- Problem statement
Each line in the records below that has the word "finish" should be copied.

- Stored data entries
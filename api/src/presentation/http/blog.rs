use axum::{
    Json, Router,
    extract::{Path, Query, State},
    http::StatusCode,
    routing::{delete, get, post},
};
use serde::{Deserialize, Serialize};
use utoipa::{IntoParams, ToSchema};
use uuid::Uuid;

use crate::application::ports::blog_repository::{PostFilter, PostPatch};
use crate::application::use_cases::blog::comments::Comments;
use crate::application::use_cases::blog::posts::{PostDetail, Posts};
use crate::application::use_cases::blog::social::Social;
use crate::application::validation::Validator;
use crate::bootstrap::app_context::AppContext;
use crate::domain::blog::post::{Comment, CommentThread, Post};
use crate::domain::blog::social::Suggestion;
use crate::presentation::http::auth::AuthUser;
use crate::presentation::http::error::{ApiJson, ApiResult, ErrorBody};
use crate::presentation::http::{
    Page, PageParams, PostPage, SuggestionPage, UserPage, UserRef, paged,
};

#[derive(Debug, Serialize, ToSchema)]
pub struct PostResponse {
    pub id: Uuid,
    pub author: UserRef,
    pub title: String,
    pub body: String,
    pub tags: Vec<String>,
    pub like_count: i64,
    pub comment_count: i64,
    pub created_at: chrono::DateTime<chrono::Utc>,
    pub updated_at: chrono::DateTime<chrono::Utc>,
}

impl From<Post> for PostResponse {
    fn from(p: Post) -> Self {
        Self {
            id: p.id,
            author: p.author.into(),
            title: p.title,
            body: p.body,
            tags: p.tags,
            like_count: p.like_count,
            comment_count: p.comment_count,
            created_at: p.created_at,
            updated_at: p.updated_at,
        }
    }
}

#[derive(Debug, Serialize, ToSchema)]
pub struct CommentResponse {
    pub id: Uuid,
    pub post_id: Uuid,
    pub author: UserRef,
    pub parent_id: Option<Uuid>,
    pub body: String,
    pub created_at: chrono::DateTime<chrono::Utc>,
}

impl From<Comment> for CommentResponse {
    fn from(c: Comment) -> Self {
        Self {
            id: c.id,
            post_id: c.post_id,
            author: c.author.into(),
            parent_id: c.parent_id,
            body: c.body,
            created_at: c.created_at,
        }
    }
}

#[derive(Debug, Serialize, ToSchema)]
pub struct CommentThreadResponse {
    #[serde(flatten)]
    pub comment: CommentResponse,
    pub replies: Vec<CommentResponse>,
}

impl From<CommentThread> for CommentThreadResponse {
    fn from(t: CommentThread) -> Self {
        Self {
            comment: t.comment.into(),
            replies: t.replies.into_iter().map(Into::into).collect(),
        }
    }
}

#[derive(Debug, Serialize, ToSchema)]
pub struct PostDetailResponse {
    #[serde(flatten)]
    pub post: PostResponse,
    pub comments: Vec<CommentThreadResponse>,
}

impl From<PostDetail> for PostDetailResponse {
    fn from(d: PostDetail) -> Self {
        Self {
            post: d.post.into(),
            comments: d.comments.into_iter().map(Into::into).collect(),
        }
    }
}

#[derive(Debug, Serialize, ToSchema)]
pub struct LikeResponse {
    pub liked: bool,
    pub like_count: i64,
}

#[derive(Debug, Serialize, ToSchema)]
pub struct SuggestionResponse {
    pub user: UserRef,
    pub mutual_count: i64,
}

impl From<Suggestion> for SuggestionResponse {
    fn from(s: Suggestion) -> Self {
        Self {
            user: s.user.into(),
            mutual_count: s.mutual_count,
        }
    }
}

#[derive(Debug, Deserialize, ToSchema)]
pub struct CreatePostRequest {
    pub title: String,
    pub body: String,
    #[serde(default)]
    pub tags: Vec<String>,
}

#[derive(Debug, Deserialize, ToSchema)]
pub struct UpdatePostRequest {
    pub title: Option<String>,
    pub body: Option<String>,
    pub tags: Option<Vec<String>>,
}

#[derive(Debug, Deserialize, ToSchema)]
pub struct CommentRequest {
    pub body: String,
}

#[derive(Debug, Deserialize, IntoParams)]
#[into_params(parameter_in = Query)]
pub struct ListPostsQuery {
    pub page: Option<i64>,
    pub limit: Option<i64>,
    /// Author user id
    pub author: Option<Uuid>,
    pub tag: Option<String>,
}

pub fn routes(ctx: AppContext) -> Router {
    Router::new()
        .route("/posts", post(create_post).get(list_posts))
        .route(
            "/posts/:id",
            get(get_post).patch(update_post).delete(delete_post),
        )
        .route("/posts/:id/like", post(toggle_like))
        .route("/posts/:id/comments", post(add_comment))
        .route("/comments/:id/replies", post(reply))
        .route("/comments/:id", delete(delete_comment))
        .route("/users/:id/follow", post(follow).delete(unfollow))
        .route("/users/:id/followers", get(followers))
        .route("/users/:id/following", get(following))
        .route("/suggestions", get(suggestions))
        .route("/feed", get(feed))
        .with_state(ctx)
}

fn check_post(title: Option<&str>, body: Option<&str>) -> ApiResult<()> {
    Validator::new()
        .optional_length("title", title, 1, 200)
        .optional_length("body", body, 1, 20_000)
        .finish()?;
    Ok(())
}

fn check_comment(body: &str) -> ApiResult<()> {
    Validator::new().length("body", body, 1, 5_000).finish()?;
    Ok(())
}

#[utoipa::path(post, path = "/api/v1/blog/posts", tag = "Blog", request_body = CreatePostRequest, responses(
    (status = 201, body = PostResponse),
    (status = 400, body = ErrorBody)
))]
pub async fn create_post(
    State(ctx): State<AppContext>,
    auth: AuthUser,
    ApiJson(req): ApiJson<CreatePostRequest>,
) -> ApiResult<(StatusCode, Json<PostResponse>)> {
    check_post(Some(&req.title), Some(&req.body))?;
    let repo = ctx.blog_repo();
    let uc = Posts {
        repo: repo.as_ref(),
    };
    let post = uc.create(auth.id, &req.title, &req.body, &req.tags).await?;
    Ok((StatusCode::CREATED, Json(post.into())))
}

#[utoipa::path(get, path = "/api/v1/blog/posts", tag = "Blog", params(ListPostsQuery), responses(
    (status = 200, body = PostPage)
))]
pub async fn list_posts(
    State(ctx): State<AppContext>,
    _auth: AuthUser,
    Query(q): Query<ListPostsQuery>,
) -> ApiResult<Json<Page<PostResponse>>> {
    let repo = ctx.blog_repo();
    let uc = Posts {
        repo: repo.as_ref(),
    };
    let filter = PostFilter {
        author_id: q.author,
        tag: q.tag,
    };
    let page = uc.list(filter, paged(q.page, q.limit)).await?;
    Ok(Json(Page::from_paginated(page, Into::into)))
}

#[utoipa::path(get, path = "/api/v1/blog/posts/{id}", tag = "Blog",
    params(("id" = Uuid, Path, description = "Post id")),
    responses((status = 200, body = PostDetailResponse), (status = 404, body = ErrorBody)))]
pub async fn get_post(
    State(ctx): State<AppContext>,
    _auth: AuthUser,
    Path(id): Path<Uuid>,
) -> ApiResult<Json<PostDetailResponse>> {
    let repo = ctx.blog_repo();
    let uc = Posts {
        repo: repo.as_ref(),
    };
    Ok(Json(uc.get(id).await?.into()))
}

#[utoipa::path(patch, path = "/api/v1/blog/posts/{id}", tag = "Blog", request_body = UpdatePostRequest,
    params(("id" = Uuid, Path, description = "Post id")),
    responses((status = 200, body = PostResponse), (status = 403, body = ErrorBody), (status = 404, body = ErrorBody)))]
pub async fn update_post(
    State(ctx): State<AppContext>,
    auth: AuthUser,
    Path(id): Path<Uuid>,
    ApiJson(req): ApiJson<UpdatePostRequest>,
) -> ApiResult<Json<PostResponse>> {
    check_post(req.title.as_deref(), req.body.as_deref())?;
    let repo = ctx.blog_repo();
    let uc = Posts {
        repo: repo.as_ref(),
    };
    let patch = PostPatch {
        title: req.title,
        body: req.body,
        tags: req.tags,
    };
    Ok(Json(uc.update(auth.id, id, patch).await?.into()))
}

#[utoipa::path(delete, path = "/api/v1/blog/posts/{id}", tag = "Blog",
    params(("id" = Uuid, Path, description = "Post id")),
    responses((status = 204), (status = 403, body = ErrorBody), (status = 404, body = ErrorBody)))]
pub async fn delete_post(
    State(ctx): State<AppContext>,
    auth: AuthUser,
    Path(id): Path<Uuid>,
) -> ApiResult<StatusCode> {
    let repo = ctx.blog_repo();
    let uc = Posts {
        repo: repo.as_ref(),
    };
    uc.delete(auth.id, id).await?;
    Ok(StatusCode::NO_CONTENT)
}

#[utoipa::path(post, path = "/api/v1/blog/posts/{id}/like", tag = "Blog",
    params(("id" = Uuid, Path, description = "Post id")),
    responses((status = 200, body = LikeResponse), (status = 404, body = ErrorBody)))]
pub async fn toggle_like(
    State(ctx): State<AppContext>,
    auth: AuthUser,
    Path(id): Path<Uuid>,
) -> ApiResult<Json<LikeResponse>> {
    let repo = ctx.blog_repo();
    let uc = Posts {
        repo: repo.as_ref(),
    };
    let (liked, like_count) = uc.toggle_like(auth.id, id).await?;
    Ok(Json(LikeResponse { liked, like_count }))
}

#[utoipa::path(post, path = "/api/v1/blog/posts/{id}/comments", tag = "Blog", request_body = CommentRequest,
    params(("id" = Uuid, Path, description = "Post id")),
    responses((status = 201, body = CommentResponse), (status = 404, body = ErrorBody)))]
pub async fn add_comment(
    State(ctx): State<AppContext>,
    auth: AuthUser,
    Path(id): Path<Uuid>,
    ApiJson(req): ApiJson<CommentRequest>,
) -> ApiResult<(StatusCode, Json<CommentResponse>)> {
    check_comment(&req.body)?;
    let repo = ctx.blog_repo();
    let uc = Comments {
        repo: repo.as_ref(),
    };
    let comment = uc.comment(auth.id, id, &req.body).await?;
    Ok((StatusCode::CREATED, Json(comment.into())))
}

#[utoipa::path(post, path = "/api/v1/blog/comments/{id}/replies", tag = "Blog", request_body = CommentRequest,
    params(("id" = Uuid, Path, description = "Comment id")),
    responses((status = 201, body = CommentResponse), (status = 404, body = ErrorBody)))]
pub async fn reply(
    State(ctx): State<AppContext>,
    auth: AuthUser,
    Path(id): Path<Uuid>,
    ApiJson(req): ApiJson<CommentRequest>,
) -> ApiResult<(StatusCode, Json<CommentResponse>)> {
    check_comment(&req.body)?;
    let repo = ctx.blog_repo();
    let uc = Comments {
        repo: repo.as_ref(),
    };
    let comment = uc.reply(auth.id, id, &req.body).await?;
    Ok((StatusCode::CREATED, Json(comment.into())))
}

#[utoipa::path(delete, path = "/api/v1/blog/comments/{id}", tag = "Blog",
    params(("id" = Uuid, Path, description = "Comment id")),
    responses((status = 204), (status = 403, body = ErrorBody), (status = 404, body = ErrorBody)))]
pub async fn delete_comment(
    State(ctx): State<AppContext>,
    auth: AuthUser,
    Path(id): Path<Uuid>,
) -> ApiResult<StatusCode> {
    let repo = ctx.blog_repo();
    let uc = Comments {
        repo: repo.as_ref(),
    };
    uc.delete(auth.id, id).await?;
    Ok(StatusCode::NO_CONTENT)
}

#[utoipa::path(post, path = "/api/v1/blog/users/{id}/follow", tag = "Blog",
    params(("id" = Uuid, Path, description = "User to follow")),
    responses((status = 204), (status = 400, body = ErrorBody), (status = 404, body = ErrorBody), (status = 409, body = ErrorBody)))]
pub async fn follow(
    State(ctx): State<AppContext>,
    auth: AuthUser,
    Path(id): Path<Uuid>,
) -> ApiResult<StatusCode> {
    let blog = ctx.blog_repo();
    let users = ctx.user_repo();
    let uc = Social {
        blog: blog.as_ref(),
        users: users.as_ref(),
    };
    uc.follow(auth.id, id).await?;
    Ok(StatusCode::NO_CONTENT)
}

#[utoipa::path(delete, path = "/api/v1/blog/users/{id}/follow", tag = "Blog",
    params(("id" = Uuid, Path, description = "User to unfollow")),
    responses((status = 204), (status = 400, body = ErrorBody), (status = 404, body = ErrorBody)))]
pub async fn unfollow(
    State(ctx): State<AppContext>,
    auth: AuthUser,
    Path(id): Path<Uuid>,
) -> ApiResult<StatusCode> {
    let blog = ctx.blog_repo();
    let users = ctx.user_repo();
    let uc = Social {
        blog: blog.as_ref(),
        users: users.as_ref(),
    };
    uc.unfollow(auth.id, id).await?;
    Ok(StatusCode::NO_CONTENT)
}

#[utoipa::path(get, path = "/api/v1/blog/users/{id}/followers", tag = "Blog",
    params(("id" = Uuid, Path, description = "User id"), PageParams),
    responses((status = 200, body = UserPage), (status = 404, body = ErrorBody)))]
pub async fn followers(
    State(ctx): State<AppContext>,
    _auth: AuthUser,
    Path(id): Path<Uuid>,
    Query(q): Query<PageParams>,
) -> ApiResult<Json<Page<UserRef>>> {
    let blog = ctx.blog_repo();
    let users = ctx.user_repo();
    let uc = Social {
        blog: blog.as_ref(),
        users: users.as_ref(),
    };
    let page = uc.followers(id, q.into()).await?;
    Ok(Json(Page::from_paginated(page, Into::into)))
}

#[utoipa::path(get, path = "/api/v1/blog/users/{id}/following", tag = "Blog",
    params(("id" = Uuid, Path, description = "User id"), PageParams),
    responses((status = 200, body = UserPage), (status = 404, body = ErrorBody)))]
pub async fn following(
    State(ctx): State<AppContext>,
    _auth: AuthUser,
    Path(id): Path<Uuid>,
    Query(q): Query<PageParams>,
) -> ApiResult<Json<Page<UserRef>>> {
    let blog = ctx.blog_repo();
    let users = ctx.user_repo();
    let uc = Social {
        blog: blog.as_ref(),
        users: users.as_ref(),
    };
    let page = uc.following(id, q.into()).await?;
    Ok(Json(Page::from_paginated(page, Into::into)))
}

#[utoipa::path(get, path = "/api/v1/blog/suggestions", tag = "Blog", params(PageParams), responses(
    (status = 200, body = SuggestionPage)
))]
pub async fn suggestions(
    State(ctx): State<AppContext>,
    auth: AuthUser,
    Query(q): Query<PageParams>,
) -> ApiResult<Json<Page<SuggestionResponse>>> {
    let blog = ctx.blog_repo();
    let users = ctx.user_repo();
    let uc = Social {
        blog: blog.as_ref(),
        users: users.as_ref(),
    };
    let page = uc.suggestions(auth.id, q.into()).await?;
    Ok(Json(Page::from_paginated(page, Into::into)))
}

#[utoipa::path(get, path = "/api/v1/blog/feed", tag = "Blog", params(PageParams), responses(
    (status = 200, body = PostPage)
))]
pub async fn feed(
    State(ctx): State<AppContext>,
    auth: AuthUser,
    Query(q): Query<PageParams>,
) -> ApiResult<Json<Page<PostResponse>>> {
    let blog = ctx.blog_repo();
    let users = ctx.user_repo();
    let uc = Social {
        blog: blog.as_ref(),
        users: users.as_ref(),
    };
    let page = uc.feed(auth.id, q.into()).await?;
    Ok(Json(Page::from_paginated(page, Into::into)))
}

- Output below
        .finish()?;
    Validator::new().length("body", body, 1, 5_000).finish()?;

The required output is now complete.